The task:
Copy out all lines of the records in which the word "other" appears.

Working data:
- - - -
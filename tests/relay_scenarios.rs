//! End-to-end relay scenarios over real WebSocket connections

use std::net::SocketAddr;
use std::sync::Arc;
use std::time::Duration;

use futures_util::{SinkExt, StreamExt};
use room_relay::error::Result;
use room_relay::{BrokerState, RelayConfig, RelayServer, ShutdownTrigger};
use tokio::net::{TcpListener, TcpStream};
use tokio::task::JoinHandle;
use tokio_tungstenite::tungstenite::Message;
use tokio_tungstenite::tungstenite::client::IntoClientRequest;
use tokio_tungstenite::{MaybeTlsStream, WebSocketStream, connect_async};

type Client = WebSocketStream<MaybeTlsStream<TcpStream>>;

const WAIT: Duration = Duration::from_secs(5);

struct TestRelay {
    addr: SocketAddr,
    state: Arc<BrokerState>,
    trigger: ShutdownTrigger,
    task: JoinHandle<Result<()>>,
}

impl TestRelay {
    async fn start(config: RelayConfig) -> Self {
        let server = RelayServer::from_state(BrokerState::with_memory_buffer(config));
        let state = server.state();
        let trigger = server.shutdown_trigger();
        let listener = TcpListener::bind("127.0.0.1:0").await.unwrap();
        let addr = listener.local_addr().unwrap();
        let task = tokio::spawn(server.serve(listener));
        Self {
            addr,
            state,
            trigger,
            task,
        }
    }

    fn url(&self, target: &str) -> String {
        format!("ws://{}{}", self.addr, target)
    }

    async fn connect(&self, target: &str) -> Client {
        let (ws, _) = connect_async(self.url(target)).await.unwrap();
        ws
    }

    async fn connect_from(&self, target: &str, forwarded_for: &str) -> Client {
        let mut request = self.url(target).into_client_request().unwrap();
        request
            .headers_mut()
            .insert("x-forwarded-for", forwarded_for.parse().unwrap());
        let (ws, _) = connect_async(request).await.unwrap();
        ws
    }

    async fn wait_for_members(&self, room: &str, count: usize) {
        let state = Arc::clone(&self.state);
        let room = room.to_string();
        tokio::time::timeout(WAIT, async move {
            while state.rooms.member_count(&room).await != count {
                tokio::time::sleep(Duration::from_millis(10)).await;
            }
        })
        .await
        .expect("room never reached expected member count");
    }

    async fn wait_for_buffered(&self, messages: usize) {
        let state = Arc::clone(&self.state);
        tokio::time::timeout(WAIT, async move {
            loop {
                let buffered = state.buffer.stats().await.map_or(0, |s| s.messages);
                if buffered == messages {
                    break;
                }
                tokio::time::sleep(Duration::from_millis(10)).await;
            }
        })
        .await
        .expect("buffer never reached expected size");
    }
}

fn test_config() -> RelayConfig {
    RelayConfig {
        bind_addr: "127.0.0.1:0".parse().unwrap(),
        settle_delay_ms: 100,
        shutdown_grace_ms: 1_000,
        ..Default::default()
    }
}

/// Next data or close message, skipping pings and pongs
async fn next_message(ws: &mut Client) -> Message {
    tokio::time::timeout(WAIT, async {
        loop {
            match ws.next().await {
                Some(Ok(Message::Ping(_))) | Some(Ok(Message::Pong(_))) => continue,
                Some(Ok(message)) => return message,
                other => panic!("connection ended unexpectedly: {:?}", other),
            }
        }
    })
    .await
    .expect("timed out waiting for a message")
}

async fn expect_close_code(ws: &mut Client) -> u16 {
    match next_message(ws).await {
        Message::Close(Some(frame)) => u16::from(frame.code),
        other => panic!("expected close frame, got {:?}", other),
    }
}

async fn expect_text(ws: &mut Client) -> String {
    match next_message(ws).await {
        Message::Text(text) => text.as_str().to_string(),
        other => panic!("expected text message, got {:?}", other),
    }
}

#[tokio::test]
async fn test_live_members_receive_relayed_payloads() {
    let relay = TestRelay::start(test_config()).await;
    let mut alice = relay.connect("/room1").await;
    let mut bob = relay.connect("/room1").await;
    relay.wait_for_members("room1", 2).await;

    alice.send(Message::binary(vec![1u8, 2, 3])).await.unwrap();
    match next_message(&mut bob).await {
        Message::Binary(data) => assert_eq!(&data[..], &[1u8, 2, 3]),
        other => panic!("expected binary message, got {:?}", other),
    }

    bob.send(Message::text("hello")).await.unwrap();
    assert_eq!(expect_text(&mut alice).await, "hello");

    // Live delivery never touches the buffer
    assert_eq!(relay.state.buffer.stats().await.map(|s| s.messages), Some(0));
}

#[tokio::test]
async fn test_legacy_path_joins_same_room() {
    let relay = TestRelay::start(test_config()).await;
    let mut alice = relay.connect("/ws/lobby").await;
    let mut bob = relay.connect("/lobby").await;
    relay.wait_for_members("lobby", 2).await;

    alice.send(Message::text("via legacy path")).await.unwrap();
    assert_eq!(expect_text(&mut bob).await, "via legacy path");
}

#[tokio::test]
async fn test_lone_member_payloads_caught_up_in_order() {
    let relay = TestRelay::start(test_config()).await;

    let mut alice = relay.connect("/notes?async=1").await;
    relay.wait_for_members("notes", 1).await;
    alice.send(Message::text("first")).await.unwrap();
    alice.send(Message::text("second")).await.unwrap();
    relay.wait_for_buffered(2).await;

    alice.close(None).await.unwrap();
    relay.wait_for_members("notes", 0).await;

    // The async flag is sticky; the late joiner need not repeat it
    let mut bob = relay.connect("/notes").await;
    assert_eq!(expect_text(&mut bob).await, "first");
    assert_eq!(expect_text(&mut bob).await, "second");

    relay.wait_for_buffered(0).await;
    assert!(!relay.state.buffer.has_pending("notes").await);
}

#[tokio::test]
async fn test_sync_room_does_not_buffer() {
    let relay = TestRelay::start(test_config()).await;
    let mut alice = relay.connect("/plain").await;
    relay.wait_for_members("plain", 1).await;

    alice.send(Message::text("nobody hears this")).await.unwrap();
    alice.send(Message::text("marker")).await.unwrap();
    tokio::time::sleep(Duration::from_millis(100)).await;

    assert!(!relay.state.buffer.has_pending("plain").await);
}

#[tokio::test]
async fn test_per_ip_limit_closes_excess_connection() {
    let relay = TestRelay::start(RelayConfig {
        max_connections_per_ip: 2,
        ..test_config()
    })
    .await;

    let mut a = relay.connect("/room1").await;
    let mut b = relay.connect("/room1").await;
    relay.wait_for_members("room1", 2).await;

    let mut c = relay.connect("/room1").await;
    assert_eq!(expect_close_code(&mut c).await, 4029);

    // The connections already admitted are unaffected
    a.send(Message::text("still here")).await.unwrap();
    assert_eq!(expect_text(&mut b).await, "still here");
    assert_eq!(relay.state.rooms.member_count("room1").await, 2);

    // A different forwarded address has its own allowance
    let _d = relay.connect_from("/room1", "198.51.100.7").await;
    relay.wait_for_members("room1", 3).await;
}

#[tokio::test]
async fn test_oversized_message_closes_with_1009() {
    let relay = TestRelay::start(RelayConfig {
        max_message_size: 16,
        ..test_config()
    })
    .await;

    let mut alice = relay.connect("/room1").await;
    relay.wait_for_members("room1", 1).await;

    alice.send(Message::binary(vec![0u8; 17])).await.unwrap();
    assert_eq!(expect_close_code(&mut alice).await, 1009);
    relay.wait_for_members("room1", 0).await;
}

#[tokio::test]
async fn test_token_mismatch_rejected() {
    let relay = TestRelay::start(test_config()).await;

    let _owner = relay.connect("/vault?token=abc").await;
    relay.wait_for_members("vault", 1).await;

    let mut intruder = relay.connect("/vault?token=nope").await;
    assert_eq!(expect_close_code(&mut intruder).await, 4001);

    let mut anonymous = relay.connect("/vault").await;
    assert_eq!(expect_close_code(&mut anonymous).await, 4001);

    let _friend = relay.connect("/vault?token=abc").await;
    relay.wait_for_members("vault", 2).await;
}

#[tokio::test]
async fn test_invalid_room_and_full_room_rejected() {
    let relay = TestRelay::start(RelayConfig {
        max_members_per_room: 1,
        ..test_config()
    })
    .await;

    let mut bad = relay.connect("/has!bang").await;
    assert_eq!(expect_close_code(&mut bad).await, 4000);

    let _first = relay.connect("/small").await;
    relay.wait_for_members("small", 1).await;
    let mut second = relay.connect("/small").await;
    assert_eq!(expect_close_code(&mut second).await, 4002);
}

#[tokio::test]
async fn test_new_room_rejected_at_capacity() {
    let relay = TestRelay::start(RelayConfig {
        max_rooms: 1,
        ..test_config()
    })
    .await;

    let _first = relay.connect("/one").await;
    relay.wait_for_members("one", 1).await;

    let mut other = relay.connect("/two").await;
    assert_eq!(expect_close_code(&mut other).await, 1013);

    // Joining a room that is already live is still allowed
    let _second = relay.connect("/one").await;
    relay.wait_for_members("one", 2).await;
}

#[tokio::test]
async fn test_shutdown_closes_live_connections() {
    let relay = TestRelay::start(test_config()).await;
    let mut alice = relay.connect("/room1").await;
    relay.wait_for_members("room1", 1).await;

    relay.trigger.trigger();
    assert_eq!(expect_close_code(&mut alice).await, 1001);

    let result = tokio::time::timeout(WAIT, relay.task)
        .await
        .expect("server did not stop")
        .unwrap();
    assert!(result.is_ok());
}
- - - -
Solved problem:
                other => panic!("connection ended unexpectedly: {:?}", other),
        other => panic!("expected close frame, got {:?}", other),
        other => panic!("expected text message, got {:?}", other),
        other => panic!("expected binary message, got {:?}", other),
    let mut other = relay.connect("/two").await;
    assert_eq!(expect_close_code(&mut other).await, 1013);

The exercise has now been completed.